作者
Xuehua Zhang,Yue Pan,Yuanyuan Xiao,Ziyan Wu,Huilan Yang,Yanjun Liu,Yan Wang,Tianqi Chen,Wenchao Tang
摘要
The aim of this study was to evaluate the nephrotoxicity and molecular mechanism of Evodiamine (EVO). We combined RNA sequencing (RNA-seq) and network toxicology (NT) screening of potential target genes and signaling pathways, used molecular docking to validate core targets, and detected the mRNA expression of the key genes through quantitative real-time polymerase chain reaction (qRT-PCR). After exposure to EVO, body weight of mice decreased significantly, and the levels of renal index, Blood Urea Nitrogen (BUN) and Creatinine (Cr) were significantly increased, with varying degrees of pathological damage to the kidneys. NT identified 125 intersecting targets of EVO exposure related to kidney injury, including AKT1, TNF, TP53, etc. Among the 2888 differentially expressed genes obtained from RNA-seq, 504 genes were up-regulated and 2384 genes were down-regulated. By integrating NT and RNA-seq, 24 intersecting targets were identified. Among them, TRPV1, NOS3, HSP90AA1, and PPARG were selected for molecular docking validation. The results indicated that EVO had the highest affinity for PPARG (−8.07 kcal/mol). The qRT-PCR results indicated that the expression of the Pparg and Hsp90aa1 genes was significantly down-regulated, and the expression of the Nos3 and Trpv1 genes was significantly up-regulated.
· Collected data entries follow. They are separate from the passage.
//! Static issuer tables.
//!
//! Shetab BINs share their first four digits between issuers, so each
//! four-digit key lists its candidates in detection priority order.

use super::BankInfo;

/// BIN table keyed by four-digit prefix. Sorted for binary search.
pub(super) static BANK_BINS: &[(&str, &[BankInfo])] = &[
    (
        "5022",
        &[
            BankInfo {
                bank: "Pasargad",
                bank_fa: "پاسارگاد",
                prefixes: &["5022-29"],
                logo: Some("/banks/pasargad.svg"),
            },
        ],
    ),
    (
        "5028",
        &[
            BankInfo {
                bank: "Shahr",
                bank_fa: "شهر",
                prefixes: &["5028-06"],
                logo: Some("/banks/shahr.svg"),
            },
        ],
    ),
    (
        "5029",
        &[
            BankInfo {
                bank: "Tosee Taavon",
                bank_fa: "توسعه تعاون",
                prefixes: &["5029-08"],
                logo: Some("/banks/tosee-taavon.svg"),
            },
            BankInfo {
                bank: "Karafarin",
                bank_fa: "کارآفرین",
                prefixes: &["5029-10"],
                logo: Some("/banks/karafarin.svg"),
            },
            BankInfo {
                bank: "Dey",
                bank_fa: "دی",
                prefixes: &["5029-38"],
                logo: Some("/banks/dey.svg"),
            },
        ],
    ),
    (
        "5041",
        &[
            BankInfo {
                bank: "Resalat",
                bank_fa: "رسالت",
                prefixes: &["5041-72"],
                logo: Some("/banks/resalat.svg"),
            },
        ],
    ),
    (
        "5047",
        &[
            BankInfo {
                bank: "Shahr",
                bank_fa: "شهر",
                prefixes: &["5047-06"],
                logo: Some("/banks/shahr.svg"),
            },
        ],
    ),
    (
        "5054",
        &[
            BankInfo {
                bank: "Gardeshgari",
                bank_fa: "گردشگری",
                prefixes: &["5054-16"],
                logo: Some("/banks/gardeshgari.svg"),
            },
        ],
    ),
    (
        "5057",
        &[
            BankInfo {
                bank: "Iran Zamin",
                bank_fa: "ایران زمین",
                prefixes: &["5057-85"],
                logo: Some("/banks/iran-zamin.svg"),
            },
        ],
    ),
    (
        "5058",
        &[
            BankInfo {
                bank: "Kowsar",
                bank_fa: "کوثر",
                prefixes: &["5058-01"],
                logo: None,
            },
        ],
    ),
    (
        "5076",
        &[
            BankInfo {
                bank: "Noor",
                bank_fa: "نور",
                prefixes: &["5076-77"],
                logo: None,
            },
        ],
    ),
    (
        "5859",
        &[
            BankInfo {
                bank: "Tejarat",
                bank_fa: "تجارت",
                prefixes: &["5859-83"],
                logo: Some("/banks/tejarat.svg"),
            },
            BankInfo {
                bank: "Khavarmianeh",
                bank_fa: "خاورمیانه",
                prefixes: &["5859-47"],
                logo: Some("/banks/khavarmianeh.svg"),
            },
        ],
    ),
    (
        "5892",
        &[
            BankInfo {
                bank: "Sepah",
                bank_fa: "سپه",
                prefixes: &["5892-10"],
                logo: Some("/banks/sepah.svg"),
            },
        ],
    ),
    (
        "5894",
        &[
            BankInfo {
                bank: "Refah",
                bank_fa: "رفاه کارگران",
                prefixes: &["5894-63"],
                logo: Some("/banks/refah.svg"),
            },
        ],
    ),
    (
        "6037",
        &[
            BankInfo {
                bank: "Melli",
                bank_fa: "ملی",
                prefixes: &["6037-99"],
                logo: Some("/banks/melli.svg"),
            },
            BankInfo {
                bank: "Saderat",
                bank_fa: "صادرات",
                prefixes: &["6037-69"],
                logo: Some("/banks/saderat.svg"),
            },
            BankInfo {
                bank: "Keshavarzi",
                bank_fa: "کشاورزی",
                prefixes: &["6037-70"],
                logo: Some("/banks/keshavarzi.svg"),
            },
        ],
    ),
    (
        "6062",
        &[
            BankInfo {
                bank: "Melal",
                bank_fa: "ملل",
                prefixes: &["6062-56"],
                logo: Some("/banks/melal.svg"),
            },
        ],
    ),
    (
        "6063",
        &[
            BankInfo {
                bank: "Mehr Iran",
                bank_fa: "قرض‌الحسنه مهر ایران",
                prefixes: &["6063-73"],
                logo: Some("/banks/mehr-iran.svg"),
            },
        ],
    ),
    (
        "6104",
        &[
            BankInfo {
                bank: "Mellat",
                bank_fa: "ملت",
                prefixes: &["6104-33"],
                logo: Some("/banks/mellat.svg"),
            },
        ],
    ),
    (
        "6219",
        &[
            BankInfo {
                bank: "Saman",
                bank_fa: "سامان",
                prefixes: &["6219-86"],
                logo: Some("/banks/saman.svg"),
            },
        ],
    ),
    (
        "6221",
        &[
            BankInfo {
                bank: "Parsian",
                bank_fa: "پارسیان",
                prefixes: &["6221-06"],
                logo: Some("/banks/parsian.svg"),
            },
        ],
    ),
    (
        "6273",
        &[
            BankInfo {
                bank: "Tejarat",
                bank_fa: "تجارت",
                prefixes: &["6273-53"],
                logo: Some("/banks/tejarat.svg"),
            },
            BankInfo {
                bank: "Ansar",
                bank_fa: "انصار",
                prefixes: &["6273-81"],
                logo: None,
            },
        ],
    ),
    (
        "6274",
        &[
            BankInfo {
                bank: "Eghtesad Novin",
                bank_fa: "اقتصاد نوین",
                prefixes: &["6274-12"],
                logo: Some("/banks/eghtesad-novin.svg"),
            },
            BankInfo {
                bank: "Karafarin",
                bank_fa: "کارآفرین",
                prefixes: &["6274-88"],
                logo: Some("/banks/karafarin.svg"),
            },
        ],
    ),
    (
        "6276",
        &[
            BankInfo {
                bank: "Tosee Saderat",
                bank_fa: "توسعه صادرات",
                prefixes: &["6276-48"],
                logo: Some("/banks/tosee-saderat.svg"),
            },
        ],
    ),
    (
        "6277",
        &[
            BankInfo {
                bank: "Post Bank",
                bank_fa: "پست بانک",
                prefixes: &["6277-60"],
                logo: Some("/banks/post-bank.svg"),
            },
        ],
    ),
    (
        "6278",
        &[
            BankInfo {
                bank: "Parsian",
                bank_fa: "پارسیان",
                prefixes: &["6278-84"],
                logo: Some("/banks/parsian.svg"),
            },
        ],
    ),
    (
        "6279",
        &[
            BankInfo {
                bank: "Sanat va Madan",
                bank_fa: "صنعت و معدن",
                prefixes: &["6279-61"],
                logo: Some("/banks/sanat-madan.svg"),
            },
        ],
    ),
    (
        "6280",
        &[
            BankInfo {
                bank: "Maskan",
                bank_fa: "مسکن",
                prefixes: &["6280-23"],
                logo: Some("/banks/maskan.svg"),
            },
        ],
    ),
    (
        "6281",
        &[
            BankInfo {
                bank: "Etebari Tosee",
                bank_fa: "اعتباری توسعه",
                prefixes: &["6281-57"],
                logo: None,
            },
        ],
    ),
    (
        "6362",
        &[
            BankInfo {
                bank: "Ayandeh",
                bank_fa: "آینده",
                prefixes: &["6362-14"],
                logo: Some("/banks/ayandeh.svg"),
            },
        ],
    ),
    (
        "6367",
        &[
            BankInfo {
                bank: "Markazi",
                bank_fa: "مرکزی",
                prefixes: &["6367-95"],
                logo: Some("/banks/markazi.svg"),
            },
        ],
    ),
    (
        "6369",
        &[
            BankInfo {
                bank: "Hekmat Iranian",
                bank_fa: "حکمت ایرانیان",
                prefixes: &["6369-49"],
                logo: None,
            },
        ],
    ),
    (
        "6391",
        &[
            BankInfo {
                bank: "Parsian",
                bank_fa: "پارسیان",
                prefixes: &["6391-94"],
                logo: Some("/banks/parsian.svg"),
            },
        ],
    ),
    (
        "6392",
        &[
            BankInfo {
                bank: "Keshavarzi",
                bank_fa: "کشاورزی",
                prefixes: &["6392-17"],
                logo: Some("/banks/keshavarzi.svg"),
            },
        ],
    ),
    (
        "6393",
        &[
            BankInfo {
                bank: "Sina",
                bank_fa: "سینا",
                prefixes: &["6393-46"],
                logo: Some("/banks/sina.svg"),
            },
            BankInfo {
                bank: "Pasargad",
                bank_fa: "پاسارگاد",
                prefixes: &["6393-47"],
                logo: Some("/banks/pasargad.svg"),
            },
            BankInfo {
                bank: "Mehr Eghtesad",
                bank_fa: "مهر اقتصاد",
                prefixes: &["6393-70"],
                logo: None,
            },
        ],
    ),
    (
        "6395",
        &[
            BankInfo {
                bank: "Ghavamin",
                bank_fa: "قوامین",
                prefixes: &["6395-99"],
                logo: None,
            },
        ],
    ),
    (
        "6396",
        &[
            BankInfo {
                bank: "Sarmayeh",
                bank_fa: "سرمایه",
                prefixes: &["6396-07"],
                logo: Some("/banks/sarmayeh.svg"),
            },
        ],
    ),
    (
        "9919",
        &[
            BankInfo {
                bank: "Mellat",
                bank_fa: "ملت",
                prefixes: &["9919-75"],
                logo: Some("/banks/mellat.svg"),
            },
        ],
    ),
];

/// IBAN bank codes (the three digits after `IRkk`). Sorted for binary search.
pub(super) static IBAN_BANK_CODES: &[(&str, &str)] = &[
    ("010", "Markazi"),
    ("011", "Sanat va Madan"),
    ("012", "Mellat"),
    ("013", "Refah"),
    ("014", "Maskan"),
    ("015", "Sepah"),
    ("016", "Keshavarzi"),
    ("017", "Melli"),
    ("018", "Tejarat"),
    ("019", "Saderat"),
    ("020", "Tosee Saderat"),
    ("021", "Post Bank"),
    ("022", "Tosee Taavon"),
    ("051", "Etebari Tosee"),
    ("052", "Ghavamin"),
    ("053", "Karafarin"),
    ("054", "Parsian"),
    ("055", "Eghtesad Novin"),
    ("056", "Saman"),
    ("057", "Pasargad"),
    ("058", "Sarmayeh"),
    ("059", "Sina"),
    ("060", "Mehr Iran"),
    ("061", "Shahr"),
    ("062", "Ayandeh"),
    ("063", "Ansar"),
    ("064", "Gardeshgari"),
    ("065", "Hekmat Iranian"),
    ("066", "Dey"),
    ("069", "Iran Zamin"),
    ("070", "Resalat"),
    ("073", "Kowsar"),
    ("075", "Melal"),
    ("078", "Khavarmianeh"),
    ("079", "Mehr Eghtesad"),
    ("080", "Noor"),
];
Immunohistochemistry further confirmed that EVO inhibited the expression of HSP90AA1 and PPARG, while enhancing that of TRPV1 and NOS3. Kyoto Encyclopedia of Genes and Genomes (KEGG) pathway enrichment analysis suggested that EVO-induced nephrotoxicity is related to signaling pathways such as inflammatory mediator regulation of TRP channels, the PPAR signaling pathway, and the Apelin signaling pathway. In summary, the nephrotoxic effect of EVO may be related to the inhibition of the PPARG signaling pathway, the activation of the TRPV1 channel, the reduction in HSP90AA1 expression, and the imbalance of the Apelin-NOS3 pathway. This study provides a theoretical reference for clarifying the potential mechanism of renal injury caused by EVO and guiding its safe use.